What you should do ::
Both the line with "repository 7505b125c99f7136" and the line with "with the License." in the records below must appear in the output, along with every line between them, exactly and with nothing added.
::::
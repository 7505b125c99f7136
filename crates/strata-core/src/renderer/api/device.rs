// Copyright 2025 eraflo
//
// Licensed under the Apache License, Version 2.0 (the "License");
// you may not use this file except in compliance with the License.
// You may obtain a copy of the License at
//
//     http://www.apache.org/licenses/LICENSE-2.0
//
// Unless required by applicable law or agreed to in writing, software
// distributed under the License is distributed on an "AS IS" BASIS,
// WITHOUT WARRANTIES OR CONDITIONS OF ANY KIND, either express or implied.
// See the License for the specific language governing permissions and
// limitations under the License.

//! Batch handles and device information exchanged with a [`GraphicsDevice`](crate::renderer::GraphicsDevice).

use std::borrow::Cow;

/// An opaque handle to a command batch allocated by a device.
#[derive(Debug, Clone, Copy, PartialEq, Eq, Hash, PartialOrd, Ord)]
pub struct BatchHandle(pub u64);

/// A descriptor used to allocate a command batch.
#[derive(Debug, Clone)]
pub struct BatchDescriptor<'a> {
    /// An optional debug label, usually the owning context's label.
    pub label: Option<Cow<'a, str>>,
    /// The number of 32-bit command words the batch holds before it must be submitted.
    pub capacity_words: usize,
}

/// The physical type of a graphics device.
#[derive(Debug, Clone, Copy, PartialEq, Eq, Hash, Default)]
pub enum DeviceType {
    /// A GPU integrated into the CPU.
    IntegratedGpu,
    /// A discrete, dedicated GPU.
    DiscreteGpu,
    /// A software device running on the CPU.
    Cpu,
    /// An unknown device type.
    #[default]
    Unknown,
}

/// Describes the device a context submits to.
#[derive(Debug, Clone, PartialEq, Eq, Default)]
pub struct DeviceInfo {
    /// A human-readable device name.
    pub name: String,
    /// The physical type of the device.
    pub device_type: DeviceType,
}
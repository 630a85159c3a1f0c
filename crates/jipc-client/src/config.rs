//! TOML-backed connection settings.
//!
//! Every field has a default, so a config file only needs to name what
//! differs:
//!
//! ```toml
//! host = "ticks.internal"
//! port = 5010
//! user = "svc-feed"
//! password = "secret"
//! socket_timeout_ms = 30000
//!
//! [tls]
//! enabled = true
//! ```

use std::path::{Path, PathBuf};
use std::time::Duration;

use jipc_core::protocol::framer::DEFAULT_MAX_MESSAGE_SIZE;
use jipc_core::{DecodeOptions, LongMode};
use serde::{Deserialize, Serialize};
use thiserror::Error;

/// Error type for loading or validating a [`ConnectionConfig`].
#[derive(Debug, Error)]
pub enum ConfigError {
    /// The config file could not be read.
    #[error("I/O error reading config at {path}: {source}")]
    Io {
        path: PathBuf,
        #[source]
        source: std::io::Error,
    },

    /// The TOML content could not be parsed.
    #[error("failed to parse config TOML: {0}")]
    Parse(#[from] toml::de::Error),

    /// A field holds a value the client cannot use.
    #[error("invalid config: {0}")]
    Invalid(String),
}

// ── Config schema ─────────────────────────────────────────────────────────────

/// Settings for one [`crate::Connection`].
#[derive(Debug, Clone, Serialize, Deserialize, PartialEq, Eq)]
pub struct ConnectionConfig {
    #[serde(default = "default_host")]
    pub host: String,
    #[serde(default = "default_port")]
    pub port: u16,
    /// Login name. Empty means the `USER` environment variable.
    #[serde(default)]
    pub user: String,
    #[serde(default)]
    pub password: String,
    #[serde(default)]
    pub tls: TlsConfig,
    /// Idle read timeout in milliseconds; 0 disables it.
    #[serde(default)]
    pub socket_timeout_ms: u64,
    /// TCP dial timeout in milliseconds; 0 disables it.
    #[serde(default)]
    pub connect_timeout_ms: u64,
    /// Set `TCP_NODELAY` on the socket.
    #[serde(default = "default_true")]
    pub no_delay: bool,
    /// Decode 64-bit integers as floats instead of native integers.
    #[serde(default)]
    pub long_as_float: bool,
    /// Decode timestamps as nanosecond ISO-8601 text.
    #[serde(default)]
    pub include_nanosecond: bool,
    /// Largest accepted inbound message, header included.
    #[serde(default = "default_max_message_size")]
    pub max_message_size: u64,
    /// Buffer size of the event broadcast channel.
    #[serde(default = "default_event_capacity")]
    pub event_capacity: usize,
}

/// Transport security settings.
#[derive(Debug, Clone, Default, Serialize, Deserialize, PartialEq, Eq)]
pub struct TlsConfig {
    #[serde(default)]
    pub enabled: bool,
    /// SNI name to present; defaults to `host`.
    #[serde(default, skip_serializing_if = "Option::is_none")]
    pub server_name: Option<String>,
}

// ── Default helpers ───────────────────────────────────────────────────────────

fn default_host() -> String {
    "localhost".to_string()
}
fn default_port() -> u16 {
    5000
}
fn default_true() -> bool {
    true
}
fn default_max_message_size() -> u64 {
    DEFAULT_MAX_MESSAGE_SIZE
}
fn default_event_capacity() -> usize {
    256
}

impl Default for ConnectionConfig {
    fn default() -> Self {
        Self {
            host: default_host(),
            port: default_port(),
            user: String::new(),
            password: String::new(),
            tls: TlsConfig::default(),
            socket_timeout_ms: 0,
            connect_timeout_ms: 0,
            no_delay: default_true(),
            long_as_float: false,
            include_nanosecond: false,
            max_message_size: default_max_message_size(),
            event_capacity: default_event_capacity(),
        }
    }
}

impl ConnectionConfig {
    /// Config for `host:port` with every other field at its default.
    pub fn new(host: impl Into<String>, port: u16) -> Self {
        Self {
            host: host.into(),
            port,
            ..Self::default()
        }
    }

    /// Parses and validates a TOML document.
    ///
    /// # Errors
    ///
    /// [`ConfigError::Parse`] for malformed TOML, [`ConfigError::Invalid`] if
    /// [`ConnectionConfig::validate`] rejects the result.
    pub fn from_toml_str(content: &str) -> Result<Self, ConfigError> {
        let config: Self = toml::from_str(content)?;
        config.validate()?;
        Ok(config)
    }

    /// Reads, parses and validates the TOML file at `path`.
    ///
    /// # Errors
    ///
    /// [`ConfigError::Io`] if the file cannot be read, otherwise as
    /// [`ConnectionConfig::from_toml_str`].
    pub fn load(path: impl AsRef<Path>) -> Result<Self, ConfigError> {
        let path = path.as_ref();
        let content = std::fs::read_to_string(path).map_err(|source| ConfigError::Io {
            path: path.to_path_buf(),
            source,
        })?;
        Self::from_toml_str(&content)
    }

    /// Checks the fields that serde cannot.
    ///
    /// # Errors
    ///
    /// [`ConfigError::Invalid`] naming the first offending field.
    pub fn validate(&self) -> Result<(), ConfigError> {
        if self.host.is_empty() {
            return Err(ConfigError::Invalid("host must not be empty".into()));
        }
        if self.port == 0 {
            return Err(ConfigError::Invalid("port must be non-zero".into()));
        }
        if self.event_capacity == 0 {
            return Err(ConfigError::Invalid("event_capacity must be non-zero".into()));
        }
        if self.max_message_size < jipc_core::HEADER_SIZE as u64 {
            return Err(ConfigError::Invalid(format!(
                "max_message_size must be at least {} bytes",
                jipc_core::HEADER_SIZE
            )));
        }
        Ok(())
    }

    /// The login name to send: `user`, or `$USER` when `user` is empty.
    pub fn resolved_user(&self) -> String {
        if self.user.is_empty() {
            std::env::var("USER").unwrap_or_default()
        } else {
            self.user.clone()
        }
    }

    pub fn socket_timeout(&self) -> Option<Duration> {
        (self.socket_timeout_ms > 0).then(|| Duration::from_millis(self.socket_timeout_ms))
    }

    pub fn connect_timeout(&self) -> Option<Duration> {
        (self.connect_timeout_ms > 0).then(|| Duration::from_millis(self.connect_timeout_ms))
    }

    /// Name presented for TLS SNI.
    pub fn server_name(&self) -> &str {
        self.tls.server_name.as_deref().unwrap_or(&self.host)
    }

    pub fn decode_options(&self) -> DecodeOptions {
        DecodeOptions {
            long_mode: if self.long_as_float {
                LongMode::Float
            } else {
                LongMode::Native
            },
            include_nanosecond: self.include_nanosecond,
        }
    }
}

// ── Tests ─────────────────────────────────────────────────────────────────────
::::
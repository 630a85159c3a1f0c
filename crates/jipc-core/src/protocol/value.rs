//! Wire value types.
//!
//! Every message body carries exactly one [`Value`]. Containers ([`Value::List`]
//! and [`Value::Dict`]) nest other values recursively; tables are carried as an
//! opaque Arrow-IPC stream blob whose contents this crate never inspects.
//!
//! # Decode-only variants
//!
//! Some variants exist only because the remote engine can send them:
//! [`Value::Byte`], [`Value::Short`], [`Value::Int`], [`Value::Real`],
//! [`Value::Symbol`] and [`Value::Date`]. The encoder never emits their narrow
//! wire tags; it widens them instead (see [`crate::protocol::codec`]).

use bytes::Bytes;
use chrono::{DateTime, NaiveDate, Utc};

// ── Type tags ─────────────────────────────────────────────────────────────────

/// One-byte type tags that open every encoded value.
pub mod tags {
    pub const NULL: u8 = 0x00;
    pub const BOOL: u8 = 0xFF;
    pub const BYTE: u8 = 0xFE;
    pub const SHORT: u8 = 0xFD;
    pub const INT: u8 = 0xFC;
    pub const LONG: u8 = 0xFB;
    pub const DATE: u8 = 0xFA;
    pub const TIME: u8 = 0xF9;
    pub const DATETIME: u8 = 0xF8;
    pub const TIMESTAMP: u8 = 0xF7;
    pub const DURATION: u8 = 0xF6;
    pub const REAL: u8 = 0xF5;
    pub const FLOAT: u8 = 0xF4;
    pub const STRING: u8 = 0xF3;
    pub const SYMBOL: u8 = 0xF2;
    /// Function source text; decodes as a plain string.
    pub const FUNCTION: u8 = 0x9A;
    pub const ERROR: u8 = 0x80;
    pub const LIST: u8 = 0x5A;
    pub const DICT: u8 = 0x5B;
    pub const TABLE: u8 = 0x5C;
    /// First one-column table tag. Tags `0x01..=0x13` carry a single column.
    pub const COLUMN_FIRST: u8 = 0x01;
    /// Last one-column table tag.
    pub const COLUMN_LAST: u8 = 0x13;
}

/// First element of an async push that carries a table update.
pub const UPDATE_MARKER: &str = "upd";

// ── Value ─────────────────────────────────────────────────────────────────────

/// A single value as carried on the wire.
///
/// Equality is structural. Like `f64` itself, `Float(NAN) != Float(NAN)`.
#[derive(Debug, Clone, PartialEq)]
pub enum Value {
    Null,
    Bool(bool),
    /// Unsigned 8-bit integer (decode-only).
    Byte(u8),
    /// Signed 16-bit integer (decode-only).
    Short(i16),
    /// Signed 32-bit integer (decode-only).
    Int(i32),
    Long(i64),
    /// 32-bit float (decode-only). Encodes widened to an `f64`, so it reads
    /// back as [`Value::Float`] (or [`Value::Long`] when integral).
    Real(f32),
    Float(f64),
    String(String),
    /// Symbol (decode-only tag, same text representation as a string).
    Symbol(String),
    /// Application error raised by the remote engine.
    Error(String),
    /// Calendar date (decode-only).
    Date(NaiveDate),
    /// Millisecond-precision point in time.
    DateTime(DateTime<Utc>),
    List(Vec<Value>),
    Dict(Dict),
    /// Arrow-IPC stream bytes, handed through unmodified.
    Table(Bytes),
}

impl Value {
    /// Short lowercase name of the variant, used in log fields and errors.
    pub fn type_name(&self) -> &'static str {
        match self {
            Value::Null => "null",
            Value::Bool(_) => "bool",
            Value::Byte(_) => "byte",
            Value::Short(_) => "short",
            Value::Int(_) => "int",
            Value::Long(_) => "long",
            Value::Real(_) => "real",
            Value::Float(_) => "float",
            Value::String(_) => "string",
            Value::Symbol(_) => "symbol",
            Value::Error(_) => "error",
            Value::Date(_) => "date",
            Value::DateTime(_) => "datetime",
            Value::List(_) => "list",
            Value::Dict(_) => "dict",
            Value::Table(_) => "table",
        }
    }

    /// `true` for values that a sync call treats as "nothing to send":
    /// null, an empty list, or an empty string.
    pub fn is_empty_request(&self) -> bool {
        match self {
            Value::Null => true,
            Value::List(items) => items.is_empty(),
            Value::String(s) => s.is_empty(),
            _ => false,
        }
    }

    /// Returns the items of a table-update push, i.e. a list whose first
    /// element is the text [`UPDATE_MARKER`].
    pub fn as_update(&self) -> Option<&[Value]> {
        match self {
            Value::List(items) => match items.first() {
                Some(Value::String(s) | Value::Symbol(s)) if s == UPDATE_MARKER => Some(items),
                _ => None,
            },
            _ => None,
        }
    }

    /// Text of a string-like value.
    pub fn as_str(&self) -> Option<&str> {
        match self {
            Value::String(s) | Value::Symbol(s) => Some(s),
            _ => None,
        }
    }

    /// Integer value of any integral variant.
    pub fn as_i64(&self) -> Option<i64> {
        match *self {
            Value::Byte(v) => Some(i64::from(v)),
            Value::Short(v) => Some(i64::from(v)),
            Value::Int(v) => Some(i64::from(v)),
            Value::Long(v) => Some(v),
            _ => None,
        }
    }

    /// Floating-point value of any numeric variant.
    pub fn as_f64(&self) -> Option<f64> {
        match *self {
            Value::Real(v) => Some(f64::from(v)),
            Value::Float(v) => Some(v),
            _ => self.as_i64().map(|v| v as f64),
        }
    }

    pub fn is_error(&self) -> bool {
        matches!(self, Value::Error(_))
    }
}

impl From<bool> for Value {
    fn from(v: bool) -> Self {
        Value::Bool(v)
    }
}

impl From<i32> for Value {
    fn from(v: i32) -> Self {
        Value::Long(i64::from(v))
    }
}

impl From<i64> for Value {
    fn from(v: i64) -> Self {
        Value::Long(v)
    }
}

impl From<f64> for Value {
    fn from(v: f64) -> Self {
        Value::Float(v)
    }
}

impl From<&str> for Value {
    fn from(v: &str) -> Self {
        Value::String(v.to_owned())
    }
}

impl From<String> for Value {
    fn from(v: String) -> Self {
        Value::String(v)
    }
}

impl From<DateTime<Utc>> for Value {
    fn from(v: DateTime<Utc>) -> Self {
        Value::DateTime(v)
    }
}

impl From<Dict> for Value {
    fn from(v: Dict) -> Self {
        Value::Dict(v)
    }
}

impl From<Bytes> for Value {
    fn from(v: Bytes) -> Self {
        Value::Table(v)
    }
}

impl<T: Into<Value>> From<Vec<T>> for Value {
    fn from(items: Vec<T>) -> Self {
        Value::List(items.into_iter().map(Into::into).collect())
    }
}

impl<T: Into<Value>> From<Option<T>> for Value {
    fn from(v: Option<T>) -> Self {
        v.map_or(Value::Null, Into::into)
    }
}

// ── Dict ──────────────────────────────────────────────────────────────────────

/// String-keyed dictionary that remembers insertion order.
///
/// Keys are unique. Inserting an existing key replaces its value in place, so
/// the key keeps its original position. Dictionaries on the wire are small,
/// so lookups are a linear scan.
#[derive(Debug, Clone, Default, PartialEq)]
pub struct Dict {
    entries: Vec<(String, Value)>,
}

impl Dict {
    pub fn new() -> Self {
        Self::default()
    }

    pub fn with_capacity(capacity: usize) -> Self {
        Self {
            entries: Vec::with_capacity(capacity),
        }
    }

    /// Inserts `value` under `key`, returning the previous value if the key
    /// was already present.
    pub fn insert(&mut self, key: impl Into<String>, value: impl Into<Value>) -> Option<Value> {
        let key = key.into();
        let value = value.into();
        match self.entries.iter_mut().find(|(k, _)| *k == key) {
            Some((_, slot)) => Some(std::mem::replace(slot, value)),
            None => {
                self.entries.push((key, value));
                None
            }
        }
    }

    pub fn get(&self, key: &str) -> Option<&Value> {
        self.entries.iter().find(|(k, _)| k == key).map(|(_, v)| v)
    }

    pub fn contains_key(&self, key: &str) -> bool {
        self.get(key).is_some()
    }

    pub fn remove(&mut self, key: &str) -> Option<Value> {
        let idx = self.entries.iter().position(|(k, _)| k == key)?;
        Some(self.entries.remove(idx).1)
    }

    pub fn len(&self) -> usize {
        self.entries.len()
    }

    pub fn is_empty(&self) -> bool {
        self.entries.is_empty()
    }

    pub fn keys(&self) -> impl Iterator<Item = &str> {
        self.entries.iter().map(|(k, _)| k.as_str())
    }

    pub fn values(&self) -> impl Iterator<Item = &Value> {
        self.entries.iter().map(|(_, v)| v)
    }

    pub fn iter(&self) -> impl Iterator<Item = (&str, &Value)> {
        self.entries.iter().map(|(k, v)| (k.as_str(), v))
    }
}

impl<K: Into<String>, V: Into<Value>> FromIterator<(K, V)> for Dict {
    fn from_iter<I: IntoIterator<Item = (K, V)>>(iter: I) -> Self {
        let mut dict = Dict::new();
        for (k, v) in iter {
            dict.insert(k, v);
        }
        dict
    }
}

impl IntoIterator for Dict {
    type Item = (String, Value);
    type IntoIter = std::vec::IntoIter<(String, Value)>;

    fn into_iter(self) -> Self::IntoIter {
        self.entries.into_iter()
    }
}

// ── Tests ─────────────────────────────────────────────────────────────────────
::::
Reply to the task ::
repository 7505b125c99f7136
filename crates/strata-core/src/renderer/api/device.rs
// Copyright 2025 eraflo
//
// Licensed under the Apache License, Version 2.0 (the "License");
// you may not use this file except in compliance with the License.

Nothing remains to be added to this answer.